Date: 2009-01-27 11:07 pm (UTC)
From: [identity profile] imomus.livejournal.com
ImageI haven't been there in person, but I have the documentary about him, filmed there, and it's an extraordinary place indeed. His widow, Countess Setsuko Klossowska de Rola, continues to live there, working as a UNESCO peace ambassador.

Re: Song

Date: 2009-01-27 11:14 pm (UTC)
From: [identity profile] imomus.livejournal.com
And this is his daughter, Harumi Klossowska de Rola, a jeweller:

Image

(no subject)

Date: 2009-01-28 06:58 am (UTC)
From: [identity profile] bugpowered.livejournal.com
miss the fact entirely that orgasms are, for all intents and purposes, an infinite commodity

Huh? Where do you live? The Playboy mansion?

(no subject)

Date: 2009-01-27 02:46 pm (UTC)
From: [identity profile] krskrft.livejournal.com
Also, what's funny about the Gallup Poll image is how it reads like an end-of-the-semester course evaluation. Did your instructor treat you with respect? Were tests related to the course material? Only society can't be denied tenure when it comes up for review!

(no subject)

Date: 2009-01-27 03:37 pm (UTC)
From: [identity profile] imomus.livejournal.com
It also looks a lot like the kind of quiz memes I see on my LiveJournal friends page!

(no subject)

Date: 2009-01-27 04:58 pm (UTC)
From: [identity profile] trufflesniffer.livejournal.com
To some extent, the more alternatives there are to GDP, and GDP-per-capita, the better. Eventually, enough metrics will be produced, and enough 'intangibles measured', that politicians will realise that relying on just one or two metrics (economic growth based on GDP, and inflation) to try to measure the 'progress' society has made towards some kind of perfect liberal democratic rationalist free-market economic ideal is utopian, naive, and dangerously myopic.
Once enough metrics like these become establish, and start to show that not everything gets 'better' or 'worse' in line with GDP-per-capita, then perhaps politicans will realise that statistics can't be relied upon as a substitute for serious thinking about the kinds of human experiences and social relationships that governments allow to flourish, and those that they attempt to inhibit. With enough metrics, I hope that blind quantitative imperialism will start to collapse in on itself, and start to reveal something a little closer to the qualia of everyday life.

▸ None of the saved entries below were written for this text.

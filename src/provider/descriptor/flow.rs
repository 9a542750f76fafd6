// self
use crate::_prelude::*;

/// Auth flows the gateway drives through `InitiateAuth`.
#[derive(Clone, Copy, Debug, PartialEq, Eq, Hash, Serialize, Deserialize)]
#[serde(rename_all = "SCREAMING_SNAKE_CASE")]
pub enum AuthFlow {
	/// Server-side username/password authentication.
	AdminNoSrpAuth,
	/// Refresh-token exchange.
	RefreshToken,
}
impl AuthFlow {
	/// Returns the wire identifier for the flow.
	pub fn as_str(self) -> &'static str {
		match self {
			AuthFlow::AdminNoSrpAuth => "ADMIN_NO_SRP_AUTH",
			AuthFlow::RefreshToken => "REFRESH_TOKEN",
		}
	}
}
impl Display for AuthFlow {
	fn fmt(&self, f: &mut Formatter) -> FmtResult {
		f.write_str(self.as_str())
	}
}

/// Channel used to deliver a newly created user's temporary password.
#[derive(Clone, Copy, Debug, Default, PartialEq, Eq, Hash, Serialize, Deserialize)]
#[serde(rename_all = "SCREAMING_SNAKE_CASE")]
pub enum DeliveryMedium {
	#[default]
	/// Email to the user's `email` attribute.
	Email,
	/// SMS to the user's `phone_number` attribute.
	Sms,
}
impl DeliveryMedium {
	/// Returns the wire identifier for the medium.
	pub fn as_str(self) -> &'static str {
		match self {
			DeliveryMedium::Email => "EMAIL",
			DeliveryMedium::Sms => "SMS",
		}
	}
}
impl Display for DeliveryMedium {
	fn fmt(&self, f: &mut Formatter) -> FmtResult {
		f.write_str(self.as_str())
	}
}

I think GDP, itself, measures a very subjective intangible. After all, it became established in mainstream political discourse as it was seen an adequate proxy for 'utility' (utilitarian political philosophy's instrumentalist, rationalist version of 'well-being), because in the Nineteenth century richer nations seemed to be happier than poor nations (which were owned by rich nations), and rich people tended to be happier than poor people (who suffered occasional bouts of starvation). Ever since then, the tail seems to have been wagging the dog: GDP looks, feels, and smells a lot more 'objective' than messy, fuzzy things like happiness, contentment, well-being, ontological fulfilment and so on... and so by focusing on GDP rather than these other things, politicians can start to feel lulled into a false sense of existential comfort: thinking they know what they're doing (unlike everyone else), and that 'governing' is ultimately just a series of technical problems involving proper economic management.

(no subject)

Date: 2009-01-28 12:21 am (UTC)
From: (Anonymous)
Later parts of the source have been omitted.